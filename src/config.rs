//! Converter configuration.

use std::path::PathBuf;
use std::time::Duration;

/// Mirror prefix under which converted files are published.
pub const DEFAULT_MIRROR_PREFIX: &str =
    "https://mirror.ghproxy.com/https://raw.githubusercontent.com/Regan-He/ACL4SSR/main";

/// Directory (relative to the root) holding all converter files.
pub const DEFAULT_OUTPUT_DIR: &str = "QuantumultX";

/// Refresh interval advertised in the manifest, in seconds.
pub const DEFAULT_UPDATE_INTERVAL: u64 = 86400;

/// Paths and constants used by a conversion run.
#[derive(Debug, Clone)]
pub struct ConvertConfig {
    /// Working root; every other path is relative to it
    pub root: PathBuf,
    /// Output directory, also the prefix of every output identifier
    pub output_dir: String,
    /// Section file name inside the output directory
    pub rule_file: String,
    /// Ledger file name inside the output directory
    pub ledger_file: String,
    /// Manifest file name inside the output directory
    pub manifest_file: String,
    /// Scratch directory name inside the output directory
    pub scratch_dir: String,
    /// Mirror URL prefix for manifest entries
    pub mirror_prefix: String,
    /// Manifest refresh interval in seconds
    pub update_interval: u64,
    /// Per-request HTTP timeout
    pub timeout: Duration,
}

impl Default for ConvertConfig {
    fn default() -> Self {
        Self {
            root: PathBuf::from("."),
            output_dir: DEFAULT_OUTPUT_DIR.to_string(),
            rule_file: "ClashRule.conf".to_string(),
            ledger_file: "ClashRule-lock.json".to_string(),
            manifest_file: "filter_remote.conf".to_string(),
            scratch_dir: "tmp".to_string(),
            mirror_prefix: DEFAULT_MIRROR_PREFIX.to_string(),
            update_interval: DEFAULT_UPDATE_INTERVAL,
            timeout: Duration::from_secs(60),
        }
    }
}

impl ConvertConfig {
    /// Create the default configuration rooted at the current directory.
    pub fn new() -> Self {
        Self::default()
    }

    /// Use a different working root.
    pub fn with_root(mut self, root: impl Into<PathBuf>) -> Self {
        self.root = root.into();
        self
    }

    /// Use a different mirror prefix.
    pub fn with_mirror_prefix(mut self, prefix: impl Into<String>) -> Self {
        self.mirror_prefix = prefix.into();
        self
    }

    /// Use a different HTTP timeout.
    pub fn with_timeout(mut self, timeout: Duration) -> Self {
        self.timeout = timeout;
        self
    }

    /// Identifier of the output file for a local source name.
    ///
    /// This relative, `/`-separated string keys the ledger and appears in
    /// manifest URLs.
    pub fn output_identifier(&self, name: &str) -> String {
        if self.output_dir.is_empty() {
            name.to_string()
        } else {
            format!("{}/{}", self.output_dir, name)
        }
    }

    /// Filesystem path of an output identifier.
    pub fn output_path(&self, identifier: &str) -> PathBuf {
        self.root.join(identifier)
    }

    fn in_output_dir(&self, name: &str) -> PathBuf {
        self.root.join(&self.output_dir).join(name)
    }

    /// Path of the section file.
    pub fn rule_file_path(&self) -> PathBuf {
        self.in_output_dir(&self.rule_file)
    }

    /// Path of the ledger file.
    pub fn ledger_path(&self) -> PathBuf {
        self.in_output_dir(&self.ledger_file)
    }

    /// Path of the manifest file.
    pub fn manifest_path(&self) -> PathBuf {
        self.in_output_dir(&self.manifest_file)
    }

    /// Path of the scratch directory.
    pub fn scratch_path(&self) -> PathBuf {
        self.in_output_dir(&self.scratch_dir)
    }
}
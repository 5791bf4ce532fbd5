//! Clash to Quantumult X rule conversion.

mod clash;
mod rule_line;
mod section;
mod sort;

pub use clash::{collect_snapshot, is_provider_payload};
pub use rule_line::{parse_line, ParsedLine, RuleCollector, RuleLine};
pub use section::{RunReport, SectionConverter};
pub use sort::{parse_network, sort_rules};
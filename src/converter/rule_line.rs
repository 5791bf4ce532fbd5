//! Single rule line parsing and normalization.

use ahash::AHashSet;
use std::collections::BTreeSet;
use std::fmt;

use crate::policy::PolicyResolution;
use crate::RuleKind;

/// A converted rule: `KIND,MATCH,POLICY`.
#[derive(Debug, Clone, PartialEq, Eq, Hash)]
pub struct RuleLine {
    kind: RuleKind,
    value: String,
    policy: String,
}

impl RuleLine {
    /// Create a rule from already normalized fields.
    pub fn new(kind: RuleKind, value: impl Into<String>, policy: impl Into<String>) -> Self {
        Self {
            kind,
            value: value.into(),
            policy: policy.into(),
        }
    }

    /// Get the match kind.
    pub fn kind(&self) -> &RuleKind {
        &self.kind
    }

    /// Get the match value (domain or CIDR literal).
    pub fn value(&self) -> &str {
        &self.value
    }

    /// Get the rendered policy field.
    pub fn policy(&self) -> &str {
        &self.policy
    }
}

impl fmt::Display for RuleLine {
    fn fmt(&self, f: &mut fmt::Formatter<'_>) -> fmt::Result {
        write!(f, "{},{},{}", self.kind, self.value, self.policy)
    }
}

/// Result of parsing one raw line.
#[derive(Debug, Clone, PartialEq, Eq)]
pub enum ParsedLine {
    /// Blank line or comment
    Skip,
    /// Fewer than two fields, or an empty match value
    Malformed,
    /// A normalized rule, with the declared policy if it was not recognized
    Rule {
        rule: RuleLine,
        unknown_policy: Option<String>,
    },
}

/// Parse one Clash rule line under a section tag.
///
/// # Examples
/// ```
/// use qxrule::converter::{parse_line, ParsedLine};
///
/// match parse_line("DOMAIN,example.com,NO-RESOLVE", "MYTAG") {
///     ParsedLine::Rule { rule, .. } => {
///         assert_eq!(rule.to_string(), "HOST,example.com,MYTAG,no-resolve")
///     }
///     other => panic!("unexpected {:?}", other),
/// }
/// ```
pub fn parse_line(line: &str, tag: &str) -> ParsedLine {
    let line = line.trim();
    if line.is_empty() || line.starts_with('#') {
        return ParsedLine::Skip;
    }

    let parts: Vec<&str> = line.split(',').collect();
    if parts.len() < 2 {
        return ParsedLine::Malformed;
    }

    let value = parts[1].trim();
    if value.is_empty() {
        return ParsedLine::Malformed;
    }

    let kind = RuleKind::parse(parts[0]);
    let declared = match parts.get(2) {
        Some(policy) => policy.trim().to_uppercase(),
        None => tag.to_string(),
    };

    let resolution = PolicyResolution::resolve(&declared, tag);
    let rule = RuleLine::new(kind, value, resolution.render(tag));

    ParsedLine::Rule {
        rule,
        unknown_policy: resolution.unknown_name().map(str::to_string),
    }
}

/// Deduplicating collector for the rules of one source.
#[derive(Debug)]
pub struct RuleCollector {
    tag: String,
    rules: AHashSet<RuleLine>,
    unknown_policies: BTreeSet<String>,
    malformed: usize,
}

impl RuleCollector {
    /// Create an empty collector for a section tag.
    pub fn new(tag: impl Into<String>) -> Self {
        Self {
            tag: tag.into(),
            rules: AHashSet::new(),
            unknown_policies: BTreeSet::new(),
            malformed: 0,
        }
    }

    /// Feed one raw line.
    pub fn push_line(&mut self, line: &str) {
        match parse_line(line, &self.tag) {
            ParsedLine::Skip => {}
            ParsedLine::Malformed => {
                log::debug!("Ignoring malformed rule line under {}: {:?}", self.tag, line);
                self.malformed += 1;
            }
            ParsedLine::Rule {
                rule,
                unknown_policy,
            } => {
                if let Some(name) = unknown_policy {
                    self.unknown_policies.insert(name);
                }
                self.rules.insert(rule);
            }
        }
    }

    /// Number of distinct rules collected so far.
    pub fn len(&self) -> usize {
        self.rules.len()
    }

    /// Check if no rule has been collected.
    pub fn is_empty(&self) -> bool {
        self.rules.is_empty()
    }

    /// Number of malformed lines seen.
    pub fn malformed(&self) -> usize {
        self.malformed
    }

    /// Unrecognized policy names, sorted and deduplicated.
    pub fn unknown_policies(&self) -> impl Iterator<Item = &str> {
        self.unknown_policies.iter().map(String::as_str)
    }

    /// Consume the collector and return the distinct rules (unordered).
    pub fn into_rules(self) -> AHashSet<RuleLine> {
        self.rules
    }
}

AIM OF THE EXERCISE >> Please reproduce the lines from the line with "#[derive(Debug, Clone, PartialEq, Eq, Hash)]" to the line with "or CIDR literal).", both ends included, exactly as they appear above.

ANSWER TO THE PROBLEM >>
#[derive(Debug, Clone, PartialEq, Eq, Hash)]
pub struct RuleLine {
    kind: RuleKind,
    value: String,
    policy: String,
}

impl RuleLine {
    /// Create a rule from already normalized fields.
    pub fn new(kind: RuleKind, value: impl Into<String>, policy: impl Into<String>) -> Self {
        Self {
            kind,
            value: value.into(),
            policy: policy.into(),
        }
    }

    /// Get the match kind.
    pub fn kind(&self) -> &RuleKind {
        &self.kind
    }

    /// Get the match value (domain or CIDR literal).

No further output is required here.